Solution:  Recall where we were at this part of the argument.  We had supposed the existence of a bijective function from A to P(A), where A was any arbitrary infinite set.  We then constructed a set T by putting each element in A into T only if it is not in the set that it maps to under F.  Namely, we recall that for each element “a” in A, F(a) is a subset of A, and so we put “a” in T only if it’s not in F(a).  Then we want to ask whether or not T, which is a perfectly good subset of A, is mapped to by F.  It should be, since F is supposed to be bijective from A to P(A).  So let’s suppose it is.  If it is mapped to by F, then there is some element, let’s call it “b”, in A such that F(b)=T.

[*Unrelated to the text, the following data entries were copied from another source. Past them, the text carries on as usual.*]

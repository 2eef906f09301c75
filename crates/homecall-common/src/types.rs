use serde::{Serialize, Serializer, ser::SerializeMap};

#[derive(Debug, Clone, Copy, PartialEq, Eq)]
pub enum MetricKind {
    Counter,
    Gauge,
}

impl MetricKind {
    pub fn as_prometheus_type(&self) -> &'static str {
        match self {
            Self::Counter => "counter",
            Self::Gauge => "gauge",
        }
    }
}

/// One named value produced by a sampling cycle.
#[derive(Debug, Clone, PartialEq)]
pub struct Metric {
    pub name: &'static str,
    pub help: &'static str,
    pub kind: MetricKind,
    pub value: f64,
}

impl Metric {
    pub fn gauge(name: &'static str, help: &'static str, value: f64) -> Self {
        Self {
            name,
            help,
            kind: MetricKind::Gauge,
            value,
        }
    }

    pub fn counter(name: &'static str, help: &'static str, value: f64) -> Self {
        Self {
            name,
            help,
            kind: MetricKind::Counter,
            value,
        }
    }
}

#[derive(Debug, Clone, PartialEq, Eq)]
pub struct Tag {
    pub name: String,
    pub value: String,
}

/// Ordered set of tags, unique by name. Serializes as a JSON object.
#[derive(Debug, Clone, Default, PartialEq, Eq)]
pub struct TagSet {
    tags: Vec<Tag>,
}

impl TagSet {
    pub fn new() -> Self {
        Self::default()
    }

    pub fn with(mut self, name: impl Into<String>, value: impl Into<String>) -> Self {
        self.insert(name, value);
        self
    }

    pub fn insert(&mut self, name: impl Into<String>, value: impl Into<String>) {
        let name = name.into();
        let value = value.into();
        match self.tags.iter_mut().find(|tag| tag.name == name) {
            Some(existing) => existing.value = value,
            None => self.tags.push(Tag { name, value }),
        }
    }

    pub fn get(&self, name: &str) -> Option<&str> {
        self.tags
            .iter()
            .find(|tag| tag.name == name)
            .map(|tag| tag.value.as_str())
    }

    pub fn iter(&self) -> impl Iterator<Item = &Tag> {
        self.tags.iter()
    }

    pub fn len(&self) -> usize {
        self.tags.len()
    }

    pub fn is_empty(&self) -> bool {
        self.tags.is_empty()
    }
}

impl Serialize for TagSet {
    fn serialize<S: Serializer>(&self, serializer: S) -> Result<S::Ok, S::Error> {
        let mut map = serializer.serialize_map(Some(self.tags.len()))?;
        for tag in &self.tags {
            map.serialize_entry(&tag.name, &tag.value)?;
        }
        map.end()
    }
}
use homecall_common::Metric;

pub const CONTENT_TYPE: &str = "text/plain; version=0.0.4; charset=utf-8";

/// Renders one sample line per metric, each carrying the given labels.
pub fn render_prometheus(metrics: &[Metric], labels: &[(&str, &str)]) -> String {
    let mut output = String::new();

    for metric in metrics {
        output.push_str("# HELP ");
        output.push_str(metric.name);
        output.push(' ');
        output.push_str(&escape_help(metric.help));
        output.push('\n');

        output.push_str("# TYPE ");
        output.push_str(metric.name);
        output.push(' ');
        output.push_str(metric.kind.as_prometheus_type());
        output.push('\n');

        output.push_str(&render_sample_line(metric.name, labels, metric.value));
    }

    output
}

fn render_sample_line(name: &str, labels: &[(&str, &str)], value: f64) -> String {
    let mut rendered = String::new();
    rendered.push_str(name);

    if !labels.is_empty() {
        rendered.push('{');
        for (index, (key, value)) in labels.iter().enumerate() {
            if index > 0 {
                rendered.push(',');
            }
            rendered.push_str(key);
            rendered.push_str("=\"");
            rendered.push_str(&escape_label_value(value));
            rendered.push('"');
        }
        rendered.push('}');
    }

    rendered.push(' ');
    rendered.push_str(&format_metric_value(value));
    rendered.push('\n');
    rendered
}

fn format_metric_value(value: f64) -> String {
    if value.fract() == 0.0 {
        format!("{value:.0}")
    } else {
        value.to_string()
    }
}

fn escape_help(value: &str) -> String {
    value.replace('\\', "\\\\").replace('\n', "\\n")
}

fn escape_label_value(value: &str) -> String {
    value
        .replace('\\', "\\\\")
        .replace('\n', "\\n")
        .replace('"', "\\\"")
}
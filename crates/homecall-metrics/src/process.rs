use tokio::runtime::Handle;

/// Live facts about the running process, read fresh on every call.
#[derive(Debug, Clone, Copy, PartialEq, Eq, Default)]
pub struct ProcessStats {
    pub resident_memory_bytes: u64,
    pub active_tasks: u64,
}

impl ProcessStats {
    pub fn read() -> Self {
        let status = read_proc_status();
        let resident_memory_bytes = status
            .as_deref()
            .and_then(|status| status_field(status, "VmRSS:"))
            .and_then(|kb| kb.checked_mul(1024))
            .unwrap_or(0);

        // Inside a runtime, count its live tasks; otherwise fall back to OS threads.
        let active_tasks = match Handle::try_current() {
            Ok(handle) => handle.metrics().num_alive_tasks() as u64,
            Err(_) => status
                .as_deref()
                .and_then(|status| status_field(status, "Threads:"))
                .unwrap_or(0),
        };

        Self {
            resident_memory_bytes,
            active_tasks,
        }
    }
}

fn status_field(status: &str, key: &str) -> Option<u64> {
    status.lines().find_map(|line| {
        line.strip_prefix(key)?
            .split_whitespace()
            .next()
            .and_then(|value| value.parse::<u64>().ok())
    })
}

#[cfg(target_os = "linux")]
fn read_proc_status() -> Option<String> {
    std::fs::read_to_string("/proc/self/status").ok()
}

#[cfg(not(target_os = "linux"))]
fn read_proc_status() -> Option<String> {
    None
}
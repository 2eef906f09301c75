pub mod kafka;
pub mod kafka_rest;
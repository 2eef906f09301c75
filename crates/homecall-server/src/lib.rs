use std::{net::SocketAddr, sync::Arc};

use homecall_api::PullExporter;
use homecall_common::{Config, Metric, Result};
use homecall_metrics::{Collector, MetricState};
use homecall_push::{Broker, KubePodCounter, PodCounter, PushExporter};
use tracing::{info, warn};

pub use homecall_common as common;
pub use homecall_metrics::MetricSnapshot;

/// Mutation API handed to the reconciler. Clones share the same state.
#[derive(Debug, Clone)]
pub struct MetricsHandle {
    state: Arc<MetricState>,
}

impl MetricsHandle {
    pub fn increment_reconcile_count(&self) {
        self.state.increment_reconcile_count();
    }

    pub fn increment_reconcile_errors(&self) {
        self.state.increment_reconcile_errors();
    }

    pub fn set_health(&self, healthy: bool) {
        self.state.set_health(healthy);
    }
}

/// Owns the metric state and both export sinks for one host controller.
pub struct Telemetry {
    state: Arc<MetricState>,
    collector: Collector,
    pull: PullExporter,
    push: PushExporter,
}

impl Telemetry {
    pub fn new(config: Config) -> Self {
        let state = Arc::new(MetricState::new(&config.namespace, &config.cluster));
        let collector = Collector::new(Arc::clone(&state));
        let pull = PullExporter::new(config.metrics_addr(), collector.clone());

        let mut push = PushExporter::new(config.clone(), collector.clone());
        if let Some(pod_counter) = pod_counter(&config) {
            push = push.with_pod_counter(pod_counter);
        }

        Self {
            state,
            collector,
            pull,
            push,
        }
    }

    /// Delivers push messages to `broker` instead of the producer built from
    /// the configured address. The broker address and topic are still required.
    pub fn with_broker(mut self, broker: Arc<dyn Broker>) -> Self {
        self.push = self.push.with_broker(broker);
        self
    }

    pub fn with_pod_counter(mut self, pod_counter: Arc<dyn PodCounter>) -> Self {
        self.push = self.push.with_pod_counter(pod_counter);
        self
    }

    pub fn handle(&self) -> MetricsHandle {
        MetricsHandle {
            state: Arc::clone(&self.state),
        }
    }

    pub fn snapshot(&self) -> MetricSnapshot {
        self.state.snapshot()
    }

    pub fn sample(&self) -> Vec<Metric> {
        self.collector.sample()
    }

    /// Starts the scrape endpoint; safe to call repeatedly until `shutdown`.
    pub async fn start_pull(&self) -> Result<SocketAddr> {
        self.pull.ensure_started().await
    }

    /// Starts the publish loop; safe to call repeatedly. Fails when the
    /// broker address or topic is not configured, and after `shutdown`.
    pub async fn start_push(&self) -> Result<()> {
        self.push.ensure_started().await
    }

    pub fn is_pushing(&self) -> bool {
        self.push.is_running()
    }

    pub async fn shutdown(&self) {
        self.push.shutdown().await;
        self.pull.shutdown().await;
        info!("telemetry stopped");
    }
}

fn pod_counter(config: &Config) -> Option<Arc<dyn PodCounter>> {
    if !config.pod_counts_enabled {
        return None;
    }
    let Some(api_server) = config.kube_api_server.as_deref() else {
        info!("not running inside a cluster, pod counts disabled");
        return None;
    };

    match KubePodCounter::in_cluster(api_server) {
        Ok(counter) => Some(Arc::new(counter)),
        Err(err) => {
            warn!(error = %err, "pod counts disabled");
            None
        }
    }
}
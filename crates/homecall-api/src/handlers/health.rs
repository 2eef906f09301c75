use std::sync::Arc;

use axum::{extract::State, http::StatusCode, response::IntoResponse};

use crate::router::ApiState;

/// Mirrors the health gauge so a kubelet probe can read it.
pub async fn healthz(State(state): State<Arc<ApiState>>) -> impl IntoResponse {
    if state.collector.state().snapshot().healthy {
        (StatusCode::OK, "ok")
    } else {
        (StatusCode::SERVICE_UNAVAILABLE, "unhealthy")
    }
}
use chrono::{DateTime, Utc};

pub fn now() -> DateTime<Utc> {
    Utc::now()
}

pub fn epoch_millis(dt: &DateTime<Utc>) -> i64 {
    dt.timestamp_millis()
}

/// Epoch seconds for an optional instant, `0` when it never happened.
pub fn epoch_secs_or_zero(dt: Option<&DateTime<Utc>>) -> i64 {
    dt.map(DateTime::timestamp).unwrap_or(0)
}
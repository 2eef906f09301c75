use std::collections::BTreeMap;

use homecall_common::{Metric, TagSet};
use serde::Serialize;
use serde_json::Number;

pub const MESSAGE_NAME: &str = "pod_status";
pub const ROUTING_KEY: &str = "metrics";

/// Wire unit shipped to the broker on every publish tick.
#[derive(Debug, Clone, Serialize)]
pub struct ExportMessage {
    pub name: &'static str,
    pub timestamp: i64,
    pub tags: TagSet,
    pub fields: Fields,
}

#[derive(Debug, Clone, Default, Serialize)]
pub struct Fields {
    #[serde(flatten)]
    pub metrics: BTreeMap<&'static str, Number>,
    #[serde(rename = "Pods-Count", skip_serializing_if = "Option::is_none")]
    pub pod_counts: Option<BTreeMap<String, u64>>,
}

impl ExportMessage {
    pub fn new(
        tags: TagSet,
        metrics: &[Metric],
        pod_counts: Option<BTreeMap<String, u64>>,
        timestamp_millis: i64,
    ) -> Self {
        let metrics = metrics
            .iter()
            .map(|metric| (metric.name, field_number(metric.value)))
            .collect();

        Self {
            name: MESSAGE_NAME,
            timestamp: timestamp_millis,
            tags,
            fields: Fields {
                metrics,
                pod_counts,
            },
        }
    }
}

/// Integral values go out as JSON integers, everything else as floats.
fn field_number(value: f64) -> Number {
    if value.fract() == 0.0 && value >= i64::MIN as f64 && value <= i64::MAX as f64 {
        Number::from(value as i64)
    } else {
        Number::from_f64(value).unwrap_or_else(|| Number::from(0))
    }
}
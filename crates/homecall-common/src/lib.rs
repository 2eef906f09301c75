pub mod config;
pub mod error;
pub mod time;
pub mod types;

pub use config::{BrokerAddress, Config, PushTarget};
pub use error::{HomecallError, Result};
pub use types::{Metric, MetricKind, Tag, TagSet};
use anyhow::Result;
use tracing::info;

use super::{build_engine, new_session_id, print_outcome};
use post_pilot::config::PostPilotConfig;

pub struct StartCommand {
    config: PostPilotConfig,
    session_id: Option<String>,
    request: String,
}

impl StartCommand {
    pub fn new(config: PostPilotConfig, session_id: Option<String>, request: Vec<String>) -> Self {
        Self {
            config,
            session_id,
            request: request.join(" "),
        }
    }

    pub async fn execute(&self) -> Result<()> {
        let engine = build_engine(&self.config)?;
        let session_id = self.session_id.clone().unwrap_or_else(new_session_id);

        println!("🚀 Drafting a post for session {session_id}...");
        let outcome = engine.start(&session_id, &self.request).await?;
        println!();
        print_outcome(&outcome);

        info!(session_id = %session_id, "Start command finished");
        engine.log_metrics();
        Ok(())
    }
}
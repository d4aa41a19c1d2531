//! Publishing of approved drafts.

pub mod linkedin;

use async_trait::async_trait;
use serde::{Deserialize, Serialize};
use thiserror::Error;

pub use linkedin::LinkedInPublisher;

/// Structured result of the single publish call a session makes
#[derive(Debug, Clone, PartialEq, Eq, Serialize, Deserialize)]
#[serde(tag = "status", rename_all = "snake_case")]
pub enum PublishOutcome {
    Published {
        content: String,
        status_code: u16,
        #[serde(default, skip_serializing_if = "Option::is_none")]
        post_id: Option<String>,
    },
    Failed {
        error: String,
        /// None when the request never got a response
        status_code: Option<u16>,
    },
}

impl PublishOutcome {
    pub fn is_published(&self) -> bool {
        matches!(self, PublishOutcome::Published { .. })
    }

    /// Text recorded as the session's final assistant message
    pub fn message_text(&self) -> &str {
        match self {
            PublishOutcome::Published { content, .. } => content,
            PublishOutcome::Failed { error, .. } => error,
        }
    }
}

#[derive(Debug, Error)]
pub enum PublishError {
    #[error("Publisher is not configured: {0}")]
    NotConfigured(String),

    #[error("Failed to build publisher: {0}")]
    Build(String),
}

/// One-shot publication of a post
#[cfg_attr(any(test, feature = "testing"), mockall::automock)]
#[async_trait]
pub trait Publisher: Send + Sync {
    /// Publish `text`. Failures are reported in the outcome, never raised.
    async fn publish(&self, text: &str) -> PublishOutcome;
}
use serde::{Deserialize, Serialize};

use super::state::SessionState;

/// Inputs accepted as approval, compared after trimming and lowercasing
pub const ACCEPT_TOKENS: [&str; 5] = ["approve", "yes", "ok", "good", "accept"];

pub const FEEDBACK_PROMPT: &str = "Please provide feedback: Type 'approve'/'yes' to accept, \
or provide specific feedback for revision";

pub const NO_FEEDBACK_PROVIDED: &str = "No feedback provided. Please revise.";

/// What a suspended session shows to its reviewer
#[derive(Debug, Clone, PartialEq, Eq, Serialize, Deserialize)]
pub struct SuspendPayload {
    pub current_draft: String,
    pub prompt: String,
}

impl SuspendPayload {
    pub fn for_state(state: &SessionState) -> Self {
        Self {
            current_draft: state.draft_content.clone(),
            prompt: FEEDBACK_PROMPT.to_string(),
        }
    }
}

/// Reviewer decision derived from a resume value
#[derive(Debug, Clone, PartialEq, Eq)]
pub enum FeedbackDecision {
    Approved,
    Revise { feedback: String },
    Missing,
}

impl FeedbackDecision {
    pub fn from_input(input: &str) -> Self {
        let normalized = input.trim().to_lowercase();
        if normalized.is_empty() {
            FeedbackDecision::Missing
        } else if ACCEPT_TOKENS.contains(&normalized.as_str()) {
            FeedbackDecision::Approved
        } else {
            FeedbackDecision::Revise {
                feedback: input.to_string(),
            }
        }
    }

    pub fn is_approval(&self) -> bool {
        matches!(self, FeedbackDecision::Approved)
    }

    /// Merge the decision into the session. Messages and draft stay untouched.
    pub fn apply(&self, state: &mut SessionState) {
        match self {
            FeedbackDecision::Approved => {
                state.approved = true;
                state.feedback.clear();
            }
            FeedbackDecision::Revise { feedback } => {
                state.approved = false;
                state.feedback = feedback.clone();
            }
            FeedbackDecision::Missing => {
                state.approved = false;
                state.feedback = NO_FEEDBACK_PROVIDED.to_string();
            }
        }
    }
}

#[cfg(test)]
mod tests {
    use super::*;

    #[test]
    fn accept_tokens_ignore_case_and_whitespace() {
        for input in ["Approve", " yes ", "OK", "good\n", "\tACCEPT"] {
            assert_eq!(FeedbackDecision::from_input(input), FeedbackDecision::Approved, "{input:?}");
        }
    }

    #[test]
    fn other_text_keeps_raw_input() {
        let decision = FeedbackDecision::from_input("  Make it shorter ");
        assert_eq!(
            decision,
            FeedbackDecision::Revise {
                feedback: "  Make it shorter ".to_string()
            }
        );
        // token must match the whole input
        assert!(!FeedbackDecision::from_input("yes but shorter").is_approval());
    }

    #[test]
    fn empty_input_requests_generic_revision() {
        let mut state = SessionState::new("post");
        FeedbackDecision::from_input("   ").apply(&mut state);
        assert!(!state.approved);
        assert_eq!(state.feedback, NO_FEEDBACK_PROVIDED);
    }

    #[test]
    fn approval_clears_feedback_and_keeps_draft() {
        let mut state = SessionState::new("post");
        state.draft_content = "Draft".to_string();
        state.feedback = "old feedback".to_string();
        let messages_before = state.messages.clone();

        FeedbackDecision::Approved.apply(&mut state);

        assert!(state.approved);
        assert!(state.feedback.is_empty());
        assert_eq!(state.draft_content, "Draft");
        assert_eq!(state.messages, messages_before);
    }

    #[test]
    fn payload_carries_draft_and_prompt() {
        let mut state = SessionState::new("post");
        state.draft_content = "Draft v1".to_string();
        let payload = SuspendPayload::for_state(&state);
        assert_eq!(payload.current_draft, "Draft v1");
        assert!(payload.prompt.starts_with("Please provide feedback"));
    }
}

Now, the contradiction that we’ll come to (and which will therefore prove that T is not mapped to by F), is that “b” is both in T and not in T.  This is clearly impossible, since an element can’t be both in and not in a set.  Recall how T was defined.  We say that for any element “a” in A, “a” is in T if “a” is not in F(a), and “a” is in T if “a” is not in F(a).  So suppose that “b” is in T.  Then, by definition of T, “b” must not be in F(b).  But F(b)=T!  So “b” is in F(b), which is impossible because we supposed that it was in T.  This is a contradiction, so let’s suppose that the other case is true.  Namely, we’re forced to suppose that “b” is not in T.  Then “b” must be in F(b), because that’s what the definition of T tells us.  But again, F(b)=T, so “b” is in fact in T, which is a contradiction because we just supposed that it wasn’t!  Thus, no matter what, if we suppose that there is a “b” such that F(b)=T, then “b” will be both in and not in T, which is impossible.  Therefore we must not be able to suppose that there is such a “b”, and therefore we’re forced to conclude that T is not in our correspondence.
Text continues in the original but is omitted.